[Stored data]
———

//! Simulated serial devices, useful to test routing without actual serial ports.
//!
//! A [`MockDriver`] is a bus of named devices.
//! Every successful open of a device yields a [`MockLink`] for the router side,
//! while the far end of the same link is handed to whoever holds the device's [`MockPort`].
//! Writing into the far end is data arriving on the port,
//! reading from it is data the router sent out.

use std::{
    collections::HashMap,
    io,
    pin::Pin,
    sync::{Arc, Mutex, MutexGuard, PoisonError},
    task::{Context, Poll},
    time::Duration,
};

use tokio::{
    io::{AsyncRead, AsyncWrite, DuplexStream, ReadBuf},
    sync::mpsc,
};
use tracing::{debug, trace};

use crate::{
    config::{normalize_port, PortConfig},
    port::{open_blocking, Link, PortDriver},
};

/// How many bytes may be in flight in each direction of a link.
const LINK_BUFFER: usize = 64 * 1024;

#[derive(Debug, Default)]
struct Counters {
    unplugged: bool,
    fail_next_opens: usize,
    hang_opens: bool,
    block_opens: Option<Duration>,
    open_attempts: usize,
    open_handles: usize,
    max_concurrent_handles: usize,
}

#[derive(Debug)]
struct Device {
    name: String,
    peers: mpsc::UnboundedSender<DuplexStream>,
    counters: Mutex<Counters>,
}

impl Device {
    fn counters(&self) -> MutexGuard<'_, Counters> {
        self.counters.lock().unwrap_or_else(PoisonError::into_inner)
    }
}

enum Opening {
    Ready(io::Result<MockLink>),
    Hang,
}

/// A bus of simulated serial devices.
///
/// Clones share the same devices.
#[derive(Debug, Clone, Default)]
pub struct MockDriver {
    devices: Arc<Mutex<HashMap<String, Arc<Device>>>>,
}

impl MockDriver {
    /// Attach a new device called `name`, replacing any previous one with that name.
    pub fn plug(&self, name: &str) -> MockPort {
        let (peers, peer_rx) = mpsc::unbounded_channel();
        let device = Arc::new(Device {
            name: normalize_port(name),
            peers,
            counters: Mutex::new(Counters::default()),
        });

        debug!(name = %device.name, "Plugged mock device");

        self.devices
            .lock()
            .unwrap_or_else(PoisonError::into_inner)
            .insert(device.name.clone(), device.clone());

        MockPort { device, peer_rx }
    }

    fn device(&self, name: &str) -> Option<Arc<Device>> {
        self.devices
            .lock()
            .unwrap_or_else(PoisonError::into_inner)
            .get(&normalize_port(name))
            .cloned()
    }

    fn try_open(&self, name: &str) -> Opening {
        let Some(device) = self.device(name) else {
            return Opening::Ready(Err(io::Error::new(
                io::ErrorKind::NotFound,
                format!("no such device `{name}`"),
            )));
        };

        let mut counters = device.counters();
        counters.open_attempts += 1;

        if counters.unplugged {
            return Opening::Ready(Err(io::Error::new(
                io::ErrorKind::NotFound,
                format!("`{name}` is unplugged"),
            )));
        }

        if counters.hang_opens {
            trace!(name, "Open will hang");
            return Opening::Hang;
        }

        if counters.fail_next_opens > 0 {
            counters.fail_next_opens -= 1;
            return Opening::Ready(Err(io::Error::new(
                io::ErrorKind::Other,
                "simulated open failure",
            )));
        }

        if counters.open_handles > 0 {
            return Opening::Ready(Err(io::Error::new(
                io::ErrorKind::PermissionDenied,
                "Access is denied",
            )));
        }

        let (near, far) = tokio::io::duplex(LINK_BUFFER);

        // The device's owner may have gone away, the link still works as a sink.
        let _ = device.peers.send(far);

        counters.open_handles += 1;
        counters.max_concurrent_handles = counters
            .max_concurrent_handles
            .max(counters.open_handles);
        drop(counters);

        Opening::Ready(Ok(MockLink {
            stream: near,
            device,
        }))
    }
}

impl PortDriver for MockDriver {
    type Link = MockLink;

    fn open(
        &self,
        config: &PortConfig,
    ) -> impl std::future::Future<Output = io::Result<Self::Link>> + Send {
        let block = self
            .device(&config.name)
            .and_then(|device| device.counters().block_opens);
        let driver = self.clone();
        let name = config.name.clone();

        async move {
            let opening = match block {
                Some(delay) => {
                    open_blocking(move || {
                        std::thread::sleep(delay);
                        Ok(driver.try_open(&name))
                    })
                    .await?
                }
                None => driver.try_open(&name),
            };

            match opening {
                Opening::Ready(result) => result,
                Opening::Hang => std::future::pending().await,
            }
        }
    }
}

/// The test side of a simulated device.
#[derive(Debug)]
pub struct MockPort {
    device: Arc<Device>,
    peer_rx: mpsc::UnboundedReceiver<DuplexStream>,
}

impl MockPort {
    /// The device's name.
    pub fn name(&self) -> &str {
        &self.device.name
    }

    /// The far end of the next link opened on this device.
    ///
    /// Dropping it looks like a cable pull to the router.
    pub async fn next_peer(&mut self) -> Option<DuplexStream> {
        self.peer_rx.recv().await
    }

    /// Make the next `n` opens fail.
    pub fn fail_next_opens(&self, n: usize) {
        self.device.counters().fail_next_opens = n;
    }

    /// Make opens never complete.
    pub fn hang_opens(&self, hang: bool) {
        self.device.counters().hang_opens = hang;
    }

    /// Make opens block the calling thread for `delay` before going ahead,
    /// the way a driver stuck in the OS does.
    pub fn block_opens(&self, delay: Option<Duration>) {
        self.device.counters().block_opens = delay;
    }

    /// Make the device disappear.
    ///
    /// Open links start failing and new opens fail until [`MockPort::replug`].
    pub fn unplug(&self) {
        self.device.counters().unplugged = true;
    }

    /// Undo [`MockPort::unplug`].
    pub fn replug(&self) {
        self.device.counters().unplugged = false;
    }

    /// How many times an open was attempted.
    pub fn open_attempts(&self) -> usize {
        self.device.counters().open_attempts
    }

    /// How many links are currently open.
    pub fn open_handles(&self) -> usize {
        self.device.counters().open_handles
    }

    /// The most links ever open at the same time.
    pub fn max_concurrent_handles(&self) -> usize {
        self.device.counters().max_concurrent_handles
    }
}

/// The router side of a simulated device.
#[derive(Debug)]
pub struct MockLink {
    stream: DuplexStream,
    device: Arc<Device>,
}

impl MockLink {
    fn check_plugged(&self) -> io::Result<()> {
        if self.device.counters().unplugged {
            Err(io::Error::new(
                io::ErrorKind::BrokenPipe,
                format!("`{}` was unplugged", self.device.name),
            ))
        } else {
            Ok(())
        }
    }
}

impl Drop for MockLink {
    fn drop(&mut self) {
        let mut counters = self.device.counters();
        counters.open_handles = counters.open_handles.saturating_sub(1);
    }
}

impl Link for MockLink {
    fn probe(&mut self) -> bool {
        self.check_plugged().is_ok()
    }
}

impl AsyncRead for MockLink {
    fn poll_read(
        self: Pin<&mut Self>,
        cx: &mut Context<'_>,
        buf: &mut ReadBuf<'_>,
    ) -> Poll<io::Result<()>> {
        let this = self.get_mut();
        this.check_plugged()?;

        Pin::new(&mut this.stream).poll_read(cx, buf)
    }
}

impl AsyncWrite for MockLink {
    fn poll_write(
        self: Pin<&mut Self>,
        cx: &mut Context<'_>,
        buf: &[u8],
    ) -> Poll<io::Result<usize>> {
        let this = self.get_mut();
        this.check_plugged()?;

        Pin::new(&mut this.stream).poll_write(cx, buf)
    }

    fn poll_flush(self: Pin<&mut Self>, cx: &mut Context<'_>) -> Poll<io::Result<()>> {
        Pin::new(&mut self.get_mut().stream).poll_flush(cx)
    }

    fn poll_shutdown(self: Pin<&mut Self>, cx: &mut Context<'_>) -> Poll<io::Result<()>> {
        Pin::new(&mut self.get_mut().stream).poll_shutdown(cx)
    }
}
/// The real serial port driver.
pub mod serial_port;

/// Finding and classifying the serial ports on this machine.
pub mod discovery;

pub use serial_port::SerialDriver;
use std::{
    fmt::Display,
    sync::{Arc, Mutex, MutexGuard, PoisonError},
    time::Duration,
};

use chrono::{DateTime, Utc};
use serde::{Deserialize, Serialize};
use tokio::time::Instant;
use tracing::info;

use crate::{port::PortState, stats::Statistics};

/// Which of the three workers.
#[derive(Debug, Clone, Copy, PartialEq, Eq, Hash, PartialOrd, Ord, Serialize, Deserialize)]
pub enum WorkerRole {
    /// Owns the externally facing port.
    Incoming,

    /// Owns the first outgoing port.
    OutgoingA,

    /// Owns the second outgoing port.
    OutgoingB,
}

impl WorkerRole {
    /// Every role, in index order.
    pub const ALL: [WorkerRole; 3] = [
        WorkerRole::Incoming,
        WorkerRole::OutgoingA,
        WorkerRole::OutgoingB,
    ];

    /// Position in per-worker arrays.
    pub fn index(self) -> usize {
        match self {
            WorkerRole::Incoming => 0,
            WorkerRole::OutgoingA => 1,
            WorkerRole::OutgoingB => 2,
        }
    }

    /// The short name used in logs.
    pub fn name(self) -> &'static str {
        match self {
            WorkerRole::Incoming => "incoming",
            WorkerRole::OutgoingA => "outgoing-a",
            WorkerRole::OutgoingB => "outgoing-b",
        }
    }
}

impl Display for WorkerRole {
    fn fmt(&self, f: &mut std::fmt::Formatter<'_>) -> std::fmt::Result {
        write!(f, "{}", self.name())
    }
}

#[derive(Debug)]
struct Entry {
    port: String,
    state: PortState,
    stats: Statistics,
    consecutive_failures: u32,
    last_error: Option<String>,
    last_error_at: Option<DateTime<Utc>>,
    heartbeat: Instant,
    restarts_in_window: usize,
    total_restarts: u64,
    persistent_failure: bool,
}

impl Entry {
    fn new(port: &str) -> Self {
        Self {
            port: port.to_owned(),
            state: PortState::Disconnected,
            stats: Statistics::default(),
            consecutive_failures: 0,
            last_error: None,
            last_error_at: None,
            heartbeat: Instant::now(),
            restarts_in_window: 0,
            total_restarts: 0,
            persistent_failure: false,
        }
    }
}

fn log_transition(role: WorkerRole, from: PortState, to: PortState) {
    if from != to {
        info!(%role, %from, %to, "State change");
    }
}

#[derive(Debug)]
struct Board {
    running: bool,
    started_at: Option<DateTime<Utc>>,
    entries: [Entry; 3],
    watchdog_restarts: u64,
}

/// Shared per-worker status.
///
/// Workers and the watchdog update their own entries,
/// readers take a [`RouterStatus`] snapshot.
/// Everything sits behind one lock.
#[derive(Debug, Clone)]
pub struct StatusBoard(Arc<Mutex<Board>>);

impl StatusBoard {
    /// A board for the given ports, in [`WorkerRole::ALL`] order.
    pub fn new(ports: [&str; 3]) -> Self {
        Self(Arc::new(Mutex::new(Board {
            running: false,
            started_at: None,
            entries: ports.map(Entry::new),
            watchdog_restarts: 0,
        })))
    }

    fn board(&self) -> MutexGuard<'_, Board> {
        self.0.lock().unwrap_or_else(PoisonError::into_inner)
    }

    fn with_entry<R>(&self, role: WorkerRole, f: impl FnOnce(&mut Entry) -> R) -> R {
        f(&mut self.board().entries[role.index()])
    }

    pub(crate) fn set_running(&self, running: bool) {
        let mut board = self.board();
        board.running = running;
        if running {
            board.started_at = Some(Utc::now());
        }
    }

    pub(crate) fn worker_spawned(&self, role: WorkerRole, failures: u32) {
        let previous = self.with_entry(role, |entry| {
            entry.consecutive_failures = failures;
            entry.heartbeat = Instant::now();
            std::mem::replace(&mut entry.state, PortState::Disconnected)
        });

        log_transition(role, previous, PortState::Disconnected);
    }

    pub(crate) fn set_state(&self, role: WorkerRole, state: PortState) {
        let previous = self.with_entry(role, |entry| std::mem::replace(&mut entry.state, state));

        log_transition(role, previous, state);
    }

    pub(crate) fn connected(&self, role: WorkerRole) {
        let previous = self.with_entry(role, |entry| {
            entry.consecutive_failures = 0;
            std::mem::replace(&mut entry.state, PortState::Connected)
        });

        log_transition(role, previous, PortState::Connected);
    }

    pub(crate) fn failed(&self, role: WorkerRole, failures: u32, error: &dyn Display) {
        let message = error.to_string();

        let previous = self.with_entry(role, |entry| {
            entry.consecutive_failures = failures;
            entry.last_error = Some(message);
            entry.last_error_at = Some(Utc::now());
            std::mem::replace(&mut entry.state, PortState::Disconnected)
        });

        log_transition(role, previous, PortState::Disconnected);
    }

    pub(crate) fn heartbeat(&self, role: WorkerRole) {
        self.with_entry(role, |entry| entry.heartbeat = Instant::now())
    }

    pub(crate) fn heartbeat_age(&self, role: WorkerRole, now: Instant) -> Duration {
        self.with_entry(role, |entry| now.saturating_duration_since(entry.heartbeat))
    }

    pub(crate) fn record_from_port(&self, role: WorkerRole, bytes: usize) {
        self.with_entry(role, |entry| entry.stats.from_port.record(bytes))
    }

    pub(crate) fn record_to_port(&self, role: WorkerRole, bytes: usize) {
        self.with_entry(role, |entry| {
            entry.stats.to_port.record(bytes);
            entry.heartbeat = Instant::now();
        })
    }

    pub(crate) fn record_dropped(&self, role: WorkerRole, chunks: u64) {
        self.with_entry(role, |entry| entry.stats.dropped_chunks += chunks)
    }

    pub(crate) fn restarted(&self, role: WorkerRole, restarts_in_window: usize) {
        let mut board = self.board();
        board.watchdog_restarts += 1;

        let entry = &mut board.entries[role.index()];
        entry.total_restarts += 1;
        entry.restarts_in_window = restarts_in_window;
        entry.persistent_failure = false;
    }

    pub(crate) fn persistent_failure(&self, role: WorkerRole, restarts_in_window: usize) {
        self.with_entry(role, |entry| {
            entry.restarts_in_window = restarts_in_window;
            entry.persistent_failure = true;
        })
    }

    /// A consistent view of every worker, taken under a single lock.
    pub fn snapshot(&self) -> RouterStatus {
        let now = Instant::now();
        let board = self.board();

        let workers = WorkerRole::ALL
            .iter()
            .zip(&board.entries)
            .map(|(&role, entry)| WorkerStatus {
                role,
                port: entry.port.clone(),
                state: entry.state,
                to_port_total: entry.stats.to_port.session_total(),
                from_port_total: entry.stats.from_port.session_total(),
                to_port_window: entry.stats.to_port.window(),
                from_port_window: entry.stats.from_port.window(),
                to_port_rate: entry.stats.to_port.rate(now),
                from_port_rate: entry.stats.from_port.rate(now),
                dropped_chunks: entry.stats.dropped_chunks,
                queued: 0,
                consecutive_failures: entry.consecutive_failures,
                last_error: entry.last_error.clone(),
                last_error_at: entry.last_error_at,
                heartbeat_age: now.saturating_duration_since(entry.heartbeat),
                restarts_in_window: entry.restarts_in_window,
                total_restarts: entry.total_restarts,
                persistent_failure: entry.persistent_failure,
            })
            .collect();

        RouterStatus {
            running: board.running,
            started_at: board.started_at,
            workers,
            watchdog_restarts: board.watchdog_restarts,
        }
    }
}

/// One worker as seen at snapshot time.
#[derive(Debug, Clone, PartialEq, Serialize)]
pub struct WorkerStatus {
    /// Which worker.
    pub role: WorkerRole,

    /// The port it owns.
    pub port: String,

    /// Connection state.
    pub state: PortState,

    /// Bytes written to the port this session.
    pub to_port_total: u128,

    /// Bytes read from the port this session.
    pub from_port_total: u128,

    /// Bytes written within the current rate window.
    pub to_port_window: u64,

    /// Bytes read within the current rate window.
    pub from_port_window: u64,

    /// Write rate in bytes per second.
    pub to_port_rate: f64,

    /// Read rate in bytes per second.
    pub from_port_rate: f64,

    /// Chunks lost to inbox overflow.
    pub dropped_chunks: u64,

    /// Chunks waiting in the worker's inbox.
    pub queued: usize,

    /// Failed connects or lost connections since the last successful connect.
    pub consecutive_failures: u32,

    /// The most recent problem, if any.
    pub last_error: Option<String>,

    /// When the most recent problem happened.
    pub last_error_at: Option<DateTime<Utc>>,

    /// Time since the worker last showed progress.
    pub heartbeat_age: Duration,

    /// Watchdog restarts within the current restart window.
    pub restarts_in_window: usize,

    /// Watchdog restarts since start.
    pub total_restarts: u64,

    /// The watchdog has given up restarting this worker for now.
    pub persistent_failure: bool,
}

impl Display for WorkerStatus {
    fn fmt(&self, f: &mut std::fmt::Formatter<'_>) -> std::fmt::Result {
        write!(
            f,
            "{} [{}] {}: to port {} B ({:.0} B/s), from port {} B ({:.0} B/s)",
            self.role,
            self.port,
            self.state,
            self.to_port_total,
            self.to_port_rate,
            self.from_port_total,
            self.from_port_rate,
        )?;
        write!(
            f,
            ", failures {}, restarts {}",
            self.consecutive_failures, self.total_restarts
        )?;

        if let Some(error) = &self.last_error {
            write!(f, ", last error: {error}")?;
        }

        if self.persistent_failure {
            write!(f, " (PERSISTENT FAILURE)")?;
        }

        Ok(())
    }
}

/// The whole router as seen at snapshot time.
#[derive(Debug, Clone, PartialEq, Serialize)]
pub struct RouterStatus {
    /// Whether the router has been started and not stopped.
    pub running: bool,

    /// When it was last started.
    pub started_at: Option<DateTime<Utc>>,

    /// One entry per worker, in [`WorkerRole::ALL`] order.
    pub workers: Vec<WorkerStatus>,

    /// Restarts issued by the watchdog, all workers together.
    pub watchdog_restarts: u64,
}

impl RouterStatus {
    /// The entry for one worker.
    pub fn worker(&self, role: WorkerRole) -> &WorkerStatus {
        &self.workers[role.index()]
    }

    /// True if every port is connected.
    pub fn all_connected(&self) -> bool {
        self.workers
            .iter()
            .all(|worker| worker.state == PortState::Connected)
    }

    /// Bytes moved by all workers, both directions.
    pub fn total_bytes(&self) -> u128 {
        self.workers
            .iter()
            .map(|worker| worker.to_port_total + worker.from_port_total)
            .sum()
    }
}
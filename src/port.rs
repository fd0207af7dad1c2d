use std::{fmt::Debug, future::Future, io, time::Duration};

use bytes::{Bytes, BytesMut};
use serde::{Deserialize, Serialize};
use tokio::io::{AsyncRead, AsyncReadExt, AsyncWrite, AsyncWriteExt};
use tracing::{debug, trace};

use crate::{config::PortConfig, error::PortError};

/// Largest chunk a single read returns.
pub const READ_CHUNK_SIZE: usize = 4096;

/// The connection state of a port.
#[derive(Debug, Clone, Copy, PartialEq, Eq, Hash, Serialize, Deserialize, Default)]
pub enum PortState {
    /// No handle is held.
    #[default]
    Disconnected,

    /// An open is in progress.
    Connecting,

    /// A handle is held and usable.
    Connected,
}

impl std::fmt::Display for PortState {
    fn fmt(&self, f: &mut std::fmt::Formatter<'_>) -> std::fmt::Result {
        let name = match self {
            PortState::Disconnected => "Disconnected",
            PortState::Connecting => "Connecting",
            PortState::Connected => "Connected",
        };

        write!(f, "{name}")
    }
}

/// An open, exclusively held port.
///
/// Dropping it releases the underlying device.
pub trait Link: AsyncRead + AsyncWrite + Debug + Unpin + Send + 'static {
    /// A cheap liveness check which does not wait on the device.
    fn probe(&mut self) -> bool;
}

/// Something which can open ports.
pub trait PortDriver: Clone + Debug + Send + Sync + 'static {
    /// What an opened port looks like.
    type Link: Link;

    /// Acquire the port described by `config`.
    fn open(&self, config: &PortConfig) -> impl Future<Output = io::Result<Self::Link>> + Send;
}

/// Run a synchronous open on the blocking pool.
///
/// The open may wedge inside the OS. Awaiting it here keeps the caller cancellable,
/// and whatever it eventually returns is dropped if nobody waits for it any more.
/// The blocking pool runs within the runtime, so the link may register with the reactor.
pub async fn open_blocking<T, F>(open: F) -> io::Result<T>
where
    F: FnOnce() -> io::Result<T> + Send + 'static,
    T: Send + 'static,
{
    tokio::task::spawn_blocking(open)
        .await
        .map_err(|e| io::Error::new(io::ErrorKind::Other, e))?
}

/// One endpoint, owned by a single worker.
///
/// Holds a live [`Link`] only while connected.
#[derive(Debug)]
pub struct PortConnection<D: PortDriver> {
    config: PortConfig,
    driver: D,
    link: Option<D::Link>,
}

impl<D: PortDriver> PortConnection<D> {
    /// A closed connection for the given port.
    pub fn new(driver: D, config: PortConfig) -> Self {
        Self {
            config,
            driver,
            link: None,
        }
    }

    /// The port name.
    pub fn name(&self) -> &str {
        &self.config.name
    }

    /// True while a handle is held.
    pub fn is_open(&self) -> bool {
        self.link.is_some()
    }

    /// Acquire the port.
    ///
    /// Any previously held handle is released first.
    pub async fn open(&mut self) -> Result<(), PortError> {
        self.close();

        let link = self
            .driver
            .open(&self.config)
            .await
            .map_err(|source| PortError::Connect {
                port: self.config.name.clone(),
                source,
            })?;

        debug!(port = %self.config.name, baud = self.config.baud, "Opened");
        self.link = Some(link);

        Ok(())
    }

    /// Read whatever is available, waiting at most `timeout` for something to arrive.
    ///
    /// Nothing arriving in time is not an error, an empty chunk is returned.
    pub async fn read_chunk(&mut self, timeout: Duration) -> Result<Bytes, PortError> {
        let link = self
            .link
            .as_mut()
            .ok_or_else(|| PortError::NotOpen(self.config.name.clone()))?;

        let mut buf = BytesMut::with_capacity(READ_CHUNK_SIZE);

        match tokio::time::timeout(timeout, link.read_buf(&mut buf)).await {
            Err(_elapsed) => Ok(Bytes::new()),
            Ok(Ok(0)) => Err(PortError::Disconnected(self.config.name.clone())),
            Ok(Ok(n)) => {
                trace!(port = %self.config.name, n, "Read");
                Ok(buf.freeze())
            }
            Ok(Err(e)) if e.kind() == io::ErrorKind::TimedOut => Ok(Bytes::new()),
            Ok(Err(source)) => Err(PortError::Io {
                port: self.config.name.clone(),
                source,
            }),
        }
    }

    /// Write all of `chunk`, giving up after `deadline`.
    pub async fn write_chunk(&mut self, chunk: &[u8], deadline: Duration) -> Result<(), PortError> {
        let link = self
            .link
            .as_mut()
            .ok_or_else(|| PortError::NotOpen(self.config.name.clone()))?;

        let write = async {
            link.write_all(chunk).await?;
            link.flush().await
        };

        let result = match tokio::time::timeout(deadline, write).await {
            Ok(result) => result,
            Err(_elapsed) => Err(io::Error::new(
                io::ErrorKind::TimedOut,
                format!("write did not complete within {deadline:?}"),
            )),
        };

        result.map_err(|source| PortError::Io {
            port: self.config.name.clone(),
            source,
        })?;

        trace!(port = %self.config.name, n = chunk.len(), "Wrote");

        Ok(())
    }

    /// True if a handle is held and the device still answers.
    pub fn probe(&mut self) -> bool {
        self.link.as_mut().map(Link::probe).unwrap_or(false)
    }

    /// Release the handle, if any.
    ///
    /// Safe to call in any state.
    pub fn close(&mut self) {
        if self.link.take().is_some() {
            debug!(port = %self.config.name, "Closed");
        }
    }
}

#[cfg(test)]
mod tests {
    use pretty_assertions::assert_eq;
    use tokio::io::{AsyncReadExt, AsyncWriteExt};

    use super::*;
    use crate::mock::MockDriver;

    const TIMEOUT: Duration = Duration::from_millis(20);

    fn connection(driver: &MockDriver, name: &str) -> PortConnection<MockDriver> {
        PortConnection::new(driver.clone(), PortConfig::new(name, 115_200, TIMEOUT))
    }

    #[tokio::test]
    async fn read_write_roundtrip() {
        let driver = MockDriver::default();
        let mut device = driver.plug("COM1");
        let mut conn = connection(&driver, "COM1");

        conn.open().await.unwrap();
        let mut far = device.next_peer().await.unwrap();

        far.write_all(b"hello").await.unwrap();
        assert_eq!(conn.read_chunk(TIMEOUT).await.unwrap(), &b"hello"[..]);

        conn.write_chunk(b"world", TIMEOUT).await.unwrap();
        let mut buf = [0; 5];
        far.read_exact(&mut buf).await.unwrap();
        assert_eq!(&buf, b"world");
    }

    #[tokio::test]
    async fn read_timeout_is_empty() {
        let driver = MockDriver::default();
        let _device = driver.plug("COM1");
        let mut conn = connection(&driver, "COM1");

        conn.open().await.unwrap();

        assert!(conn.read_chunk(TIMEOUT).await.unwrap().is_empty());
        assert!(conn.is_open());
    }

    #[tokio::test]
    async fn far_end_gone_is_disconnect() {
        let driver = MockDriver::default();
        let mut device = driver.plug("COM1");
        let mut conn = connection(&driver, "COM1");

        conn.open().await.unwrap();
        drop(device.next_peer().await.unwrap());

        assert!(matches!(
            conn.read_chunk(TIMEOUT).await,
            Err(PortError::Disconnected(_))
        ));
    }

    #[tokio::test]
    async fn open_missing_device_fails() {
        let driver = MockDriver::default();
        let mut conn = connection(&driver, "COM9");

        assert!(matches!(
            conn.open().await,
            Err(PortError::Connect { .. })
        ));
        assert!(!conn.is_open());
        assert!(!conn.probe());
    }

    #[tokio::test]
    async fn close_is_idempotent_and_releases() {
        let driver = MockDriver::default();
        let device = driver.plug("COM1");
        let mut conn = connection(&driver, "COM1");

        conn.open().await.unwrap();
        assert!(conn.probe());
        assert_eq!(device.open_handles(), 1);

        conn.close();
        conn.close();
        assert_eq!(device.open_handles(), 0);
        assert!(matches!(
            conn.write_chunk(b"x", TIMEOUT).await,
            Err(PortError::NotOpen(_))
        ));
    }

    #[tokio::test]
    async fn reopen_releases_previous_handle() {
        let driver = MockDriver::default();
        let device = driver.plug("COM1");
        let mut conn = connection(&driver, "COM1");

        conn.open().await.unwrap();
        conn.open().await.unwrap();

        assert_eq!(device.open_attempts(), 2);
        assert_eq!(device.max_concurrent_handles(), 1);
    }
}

———

Could you return every line from the entries above in which the string "FnOnce" occurs?

    fn with_entry<R>(&self, role: WorkerRole, f: impl FnOnce(&mut Entry) -> R) -> R {
    F: FnOnce() -> io::Result<T> + Send + 'static,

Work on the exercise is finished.